- Task requirements: All lines of the entries with "DeadlineExceeded" in them must be listed.

*** Records to process ***

//! Europe PMC search client and its error type.
//!
//! [`EuropePmcClient`] is a thin layer of query builders over the
//! [`RequestExecutor`](crate::utils::RequestExecutor): every operation
//! validates its arguments, builds the endpoint path and query parameters,
//! and hands the request to the executor, which takes care of rate limiting,
//! retries and body decoding.
//!
//! Arguments are always checked before any network traffic, so an
//! [`ClientError::InvalidArgument`] or [`ClientError::UnsupportedOperation`]
//! never costs a rate permit.

mod europe_pmc;
mod source;

pub use europe_pmc::{EuropePmcClient, DEFAULT_USER_AGENT};
pub use source::{DataSource, SourceCapabilities};

/// Errors surfaced by the client, the executor and the disambiguator
#[derive(Debug, thiserror::Error)]
pub enum ClientError {
    /// Missing or malformed input, detected before any request is sent
    #[error("Invalid argument: {0}")]
    InvalidArgument(String),

    /// Non-retryable HTTP status (4xx other than 429)
    #[error("HTTP {status}: {body}")]
    HttpStatus { status: u16, body: String },

    /// HTTP 429 on every attempt
    #[error("Rate limited by the remote service after {attempts} attempts")]
    RateLimitedExhausted { attempts: u32, body: String },

    /// 5xx on the final attempt
    #[error("Server error {status} after {attempts} attempts: {body}")]
    ServerErrorExhausted {
        status: u16,
        attempts: u32,
        body: String,
    },

    /// Connection, DNS, timeout or body-read failure on the final attempt
    #[error("Request failed after {attempts} attempts: {message}")]
    Network { attempts: u32, message: String },

    /// The operation is not available for the requested data source
    #[error("Unsupported operation: {0}")]
    UnsupportedOperation(String),

    /// The response body could not be decoded
    #[error("Parse error: {0}")]
    Parse(String),

    /// The caller-supplied deadline passed before the call completed
    #[error("Deadline exceeded")]
    DeadlineExceeded,

    /// Invalid client configuration
    #[error("Configuration error: {0}")]
    Config(String),
}

impl ClientError {
    /// HTTP status carried by the error, if any
    pub fn status(&self) -> Option<u16> {
        match self {
            ClientError::HttpStatus { status, .. }
            | ClientError::ServerErrorExhausted { status, .. } => Some(*status),
            ClientError::RateLimitedExhausted { .. } => Some(429),
            _ => None,
        }
    }

    /// Number of attempts made before giving up, for exhausted-retry errors
    pub fn attempts(&self) -> Option<u32> {
        match self {
            ClientError::RateLimitedExhausted { attempts, .. }
            | ClientError::ServerErrorExhausted { attempts, .. }
            | ClientError::Network { attempts, .. } => Some(*attempts),
            _ => None,
        }
    }

    /// Whether the error was produced by argument validation alone
    pub fn is_caller_error(&self) -> bool {
        matches!(
            self,
            ClientError::InvalidArgument(_) | ClientError::UnsupportedOperation(_)
        )
    }
}

impl From<serde_json::Error> for ClientError {
    fn from(err: serde_json::Error) -> Self {
        ClientError::Parse(format!("JSON: {}", err))
    }
}

impl From<quick_xml::Error> for ClientError {
    fn from(err: quick_xml::Error) -> Self {
        ClientError::Parse(format!("XML: {}", err))
    }
}

impl From<url::ParseError> for ClientError {
    fn from(err: url::ParseError) -> Self {
        ClientError::InvalidArgument(format!("URL: {}", err))
    }
}

#[cfg(test)]
mod tests {
    use super::*;

    #[test]
    fn test_status_accessor() {
        let err = ClientError::HttpStatus {
            status: 404,
            body: "not found".to_string(),
        };
        assert_eq!(err.status(), Some(404));
        assert_eq!(err.attempts(), None);

        let err = ClientError::RateLimitedExhausted {
            attempts: 3,
            body: String::new(),
        };
        assert_eq!(err.status(), Some(429));
        assert_eq!(err.attempts(), Some(3));
    }

    #[test]
    fn test_network_error_carries_attempts() {
        let err = ClientError::Network {
            attempts: 2,
            message: "connection reset".to_string(),
        };
        assert_eq!(err.attempts(), Some(2));
        assert!(err.to_string().contains("connection reset"));
        assert!(!err.is_caller_error());
    }

    #[test]
    fn test_caller_errors() {
        assert!(ClientError::InvalidArgument("x".into()).is_caller_error());
        assert!(ClientError::UnsupportedOperation("x".into()).is_caller_error());
        assert!(!ClientError::DeadlineExceeded.is_caller_error());
    }
}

***

- Exercise result:
    DeadlineExceeded,
        assert!(!ClientError::DeadlineExceeded.is_caller_error());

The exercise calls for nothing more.